● Exercise directions: In the records below, find each line containing the word "PartialEq" and copy it.

● Information shown:
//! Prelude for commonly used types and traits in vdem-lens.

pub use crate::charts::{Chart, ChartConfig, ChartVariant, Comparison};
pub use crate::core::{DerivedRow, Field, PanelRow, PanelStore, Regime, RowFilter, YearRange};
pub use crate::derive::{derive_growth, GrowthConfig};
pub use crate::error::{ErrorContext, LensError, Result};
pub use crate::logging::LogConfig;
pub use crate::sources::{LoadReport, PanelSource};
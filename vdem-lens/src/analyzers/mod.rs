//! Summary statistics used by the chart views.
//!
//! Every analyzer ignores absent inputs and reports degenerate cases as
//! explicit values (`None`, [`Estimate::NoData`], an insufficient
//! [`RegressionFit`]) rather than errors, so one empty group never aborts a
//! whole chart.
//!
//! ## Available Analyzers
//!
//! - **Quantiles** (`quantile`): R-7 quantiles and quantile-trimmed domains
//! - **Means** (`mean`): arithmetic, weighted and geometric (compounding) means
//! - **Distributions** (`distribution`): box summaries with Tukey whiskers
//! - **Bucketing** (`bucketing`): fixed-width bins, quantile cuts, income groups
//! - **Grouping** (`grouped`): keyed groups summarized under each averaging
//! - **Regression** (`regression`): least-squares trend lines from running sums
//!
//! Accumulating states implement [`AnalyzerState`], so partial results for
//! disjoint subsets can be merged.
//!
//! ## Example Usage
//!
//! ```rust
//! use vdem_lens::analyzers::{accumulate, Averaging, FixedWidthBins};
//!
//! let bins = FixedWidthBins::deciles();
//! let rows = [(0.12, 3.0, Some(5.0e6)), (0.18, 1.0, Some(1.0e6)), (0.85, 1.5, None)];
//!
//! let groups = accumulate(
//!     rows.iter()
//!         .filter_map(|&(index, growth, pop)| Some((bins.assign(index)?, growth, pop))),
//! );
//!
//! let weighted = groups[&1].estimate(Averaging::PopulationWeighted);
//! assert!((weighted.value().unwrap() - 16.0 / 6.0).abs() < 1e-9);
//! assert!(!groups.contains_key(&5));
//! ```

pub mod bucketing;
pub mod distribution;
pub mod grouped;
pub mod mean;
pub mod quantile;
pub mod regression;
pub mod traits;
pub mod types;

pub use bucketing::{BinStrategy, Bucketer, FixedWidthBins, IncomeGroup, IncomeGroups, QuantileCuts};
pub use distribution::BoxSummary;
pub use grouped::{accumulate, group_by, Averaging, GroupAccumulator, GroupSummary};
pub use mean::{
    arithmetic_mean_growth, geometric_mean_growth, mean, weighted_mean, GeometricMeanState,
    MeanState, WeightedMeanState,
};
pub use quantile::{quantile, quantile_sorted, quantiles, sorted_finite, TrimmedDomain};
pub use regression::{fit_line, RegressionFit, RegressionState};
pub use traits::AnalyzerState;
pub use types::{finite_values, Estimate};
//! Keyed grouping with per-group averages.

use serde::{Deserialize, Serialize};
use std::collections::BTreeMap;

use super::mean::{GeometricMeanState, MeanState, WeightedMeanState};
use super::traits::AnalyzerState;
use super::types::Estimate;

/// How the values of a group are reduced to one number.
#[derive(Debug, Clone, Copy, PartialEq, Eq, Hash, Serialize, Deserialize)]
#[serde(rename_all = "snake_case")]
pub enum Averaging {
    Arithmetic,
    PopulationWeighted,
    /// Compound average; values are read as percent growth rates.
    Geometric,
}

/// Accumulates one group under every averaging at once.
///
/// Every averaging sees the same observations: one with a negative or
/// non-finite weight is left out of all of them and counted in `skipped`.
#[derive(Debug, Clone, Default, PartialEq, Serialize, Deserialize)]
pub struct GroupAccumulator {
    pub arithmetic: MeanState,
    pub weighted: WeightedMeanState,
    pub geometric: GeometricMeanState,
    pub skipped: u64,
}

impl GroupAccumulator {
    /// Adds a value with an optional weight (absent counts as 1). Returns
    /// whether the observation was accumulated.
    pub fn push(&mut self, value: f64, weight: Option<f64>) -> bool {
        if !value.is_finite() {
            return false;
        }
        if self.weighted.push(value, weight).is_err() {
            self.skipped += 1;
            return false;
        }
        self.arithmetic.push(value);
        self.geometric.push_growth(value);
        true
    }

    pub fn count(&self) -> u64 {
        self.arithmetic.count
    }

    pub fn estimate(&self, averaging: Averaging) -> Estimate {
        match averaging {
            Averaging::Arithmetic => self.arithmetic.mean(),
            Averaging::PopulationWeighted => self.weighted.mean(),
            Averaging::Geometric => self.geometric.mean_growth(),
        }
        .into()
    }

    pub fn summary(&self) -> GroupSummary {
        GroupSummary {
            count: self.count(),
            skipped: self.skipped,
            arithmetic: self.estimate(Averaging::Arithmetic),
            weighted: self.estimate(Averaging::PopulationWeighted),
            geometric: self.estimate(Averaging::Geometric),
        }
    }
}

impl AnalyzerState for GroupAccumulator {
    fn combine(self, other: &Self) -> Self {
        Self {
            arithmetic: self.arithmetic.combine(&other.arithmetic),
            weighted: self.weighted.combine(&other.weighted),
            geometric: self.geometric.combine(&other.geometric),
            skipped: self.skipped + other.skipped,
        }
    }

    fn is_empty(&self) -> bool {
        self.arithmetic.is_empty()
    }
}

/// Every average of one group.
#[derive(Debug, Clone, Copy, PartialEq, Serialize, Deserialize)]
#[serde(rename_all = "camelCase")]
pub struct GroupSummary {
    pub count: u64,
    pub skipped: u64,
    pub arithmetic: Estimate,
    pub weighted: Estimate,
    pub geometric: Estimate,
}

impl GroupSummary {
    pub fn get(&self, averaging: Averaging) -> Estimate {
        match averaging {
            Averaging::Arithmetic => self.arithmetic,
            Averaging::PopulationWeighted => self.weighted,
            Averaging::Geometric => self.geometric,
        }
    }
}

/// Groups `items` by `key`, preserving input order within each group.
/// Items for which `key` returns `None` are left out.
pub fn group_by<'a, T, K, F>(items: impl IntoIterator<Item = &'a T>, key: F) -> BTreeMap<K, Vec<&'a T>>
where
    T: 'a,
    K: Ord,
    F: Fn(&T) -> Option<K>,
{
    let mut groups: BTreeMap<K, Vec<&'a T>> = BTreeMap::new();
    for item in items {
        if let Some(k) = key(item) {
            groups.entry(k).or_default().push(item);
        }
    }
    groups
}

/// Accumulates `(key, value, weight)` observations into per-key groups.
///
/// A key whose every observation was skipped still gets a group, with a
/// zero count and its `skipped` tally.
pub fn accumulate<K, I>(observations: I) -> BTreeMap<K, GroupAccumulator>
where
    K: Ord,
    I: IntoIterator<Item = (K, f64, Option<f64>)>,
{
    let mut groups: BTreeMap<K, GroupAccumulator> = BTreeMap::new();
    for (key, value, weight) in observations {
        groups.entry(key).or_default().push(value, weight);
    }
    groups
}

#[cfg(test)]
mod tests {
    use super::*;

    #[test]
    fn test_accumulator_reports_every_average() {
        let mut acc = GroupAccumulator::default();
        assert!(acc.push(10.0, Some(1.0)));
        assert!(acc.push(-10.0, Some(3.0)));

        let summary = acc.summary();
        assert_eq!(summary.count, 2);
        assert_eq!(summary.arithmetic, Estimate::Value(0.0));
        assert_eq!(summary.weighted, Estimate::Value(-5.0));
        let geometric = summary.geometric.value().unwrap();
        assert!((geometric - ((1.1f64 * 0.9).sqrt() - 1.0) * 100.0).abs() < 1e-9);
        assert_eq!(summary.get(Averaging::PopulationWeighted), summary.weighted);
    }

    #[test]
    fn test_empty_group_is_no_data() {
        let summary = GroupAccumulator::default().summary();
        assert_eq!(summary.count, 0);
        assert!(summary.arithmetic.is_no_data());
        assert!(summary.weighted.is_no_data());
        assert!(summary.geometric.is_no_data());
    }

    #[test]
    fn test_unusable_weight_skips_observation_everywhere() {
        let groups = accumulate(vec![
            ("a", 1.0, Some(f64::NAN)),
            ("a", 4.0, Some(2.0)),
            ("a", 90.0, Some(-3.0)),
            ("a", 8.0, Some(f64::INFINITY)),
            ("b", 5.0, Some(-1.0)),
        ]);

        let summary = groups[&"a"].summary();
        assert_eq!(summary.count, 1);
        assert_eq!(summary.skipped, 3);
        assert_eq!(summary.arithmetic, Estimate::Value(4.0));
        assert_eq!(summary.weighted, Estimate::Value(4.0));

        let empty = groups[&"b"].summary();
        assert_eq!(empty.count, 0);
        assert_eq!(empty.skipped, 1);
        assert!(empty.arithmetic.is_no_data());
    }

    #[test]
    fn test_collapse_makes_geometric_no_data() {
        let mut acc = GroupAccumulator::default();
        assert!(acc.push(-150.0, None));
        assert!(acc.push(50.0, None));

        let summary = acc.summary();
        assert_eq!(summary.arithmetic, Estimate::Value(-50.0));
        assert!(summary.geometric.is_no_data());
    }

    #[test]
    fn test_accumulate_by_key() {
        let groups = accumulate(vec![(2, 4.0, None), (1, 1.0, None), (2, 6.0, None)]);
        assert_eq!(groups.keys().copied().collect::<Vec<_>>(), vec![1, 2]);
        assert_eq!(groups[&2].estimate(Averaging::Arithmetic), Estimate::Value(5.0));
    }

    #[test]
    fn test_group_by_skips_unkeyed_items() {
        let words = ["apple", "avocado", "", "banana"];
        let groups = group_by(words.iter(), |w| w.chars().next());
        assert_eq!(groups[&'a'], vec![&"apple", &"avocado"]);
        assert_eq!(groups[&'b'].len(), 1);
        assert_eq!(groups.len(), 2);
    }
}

● Task solution:
#[derive(Debug, Clone, Copy, PartialEq, Eq, Hash, Serialize, Deserialize)]
#[derive(Debug, Clone, Default, PartialEq, Serialize, Deserialize)]
#[derive(Debug, Clone, Copy, PartialEq, Serialize, Deserialize)]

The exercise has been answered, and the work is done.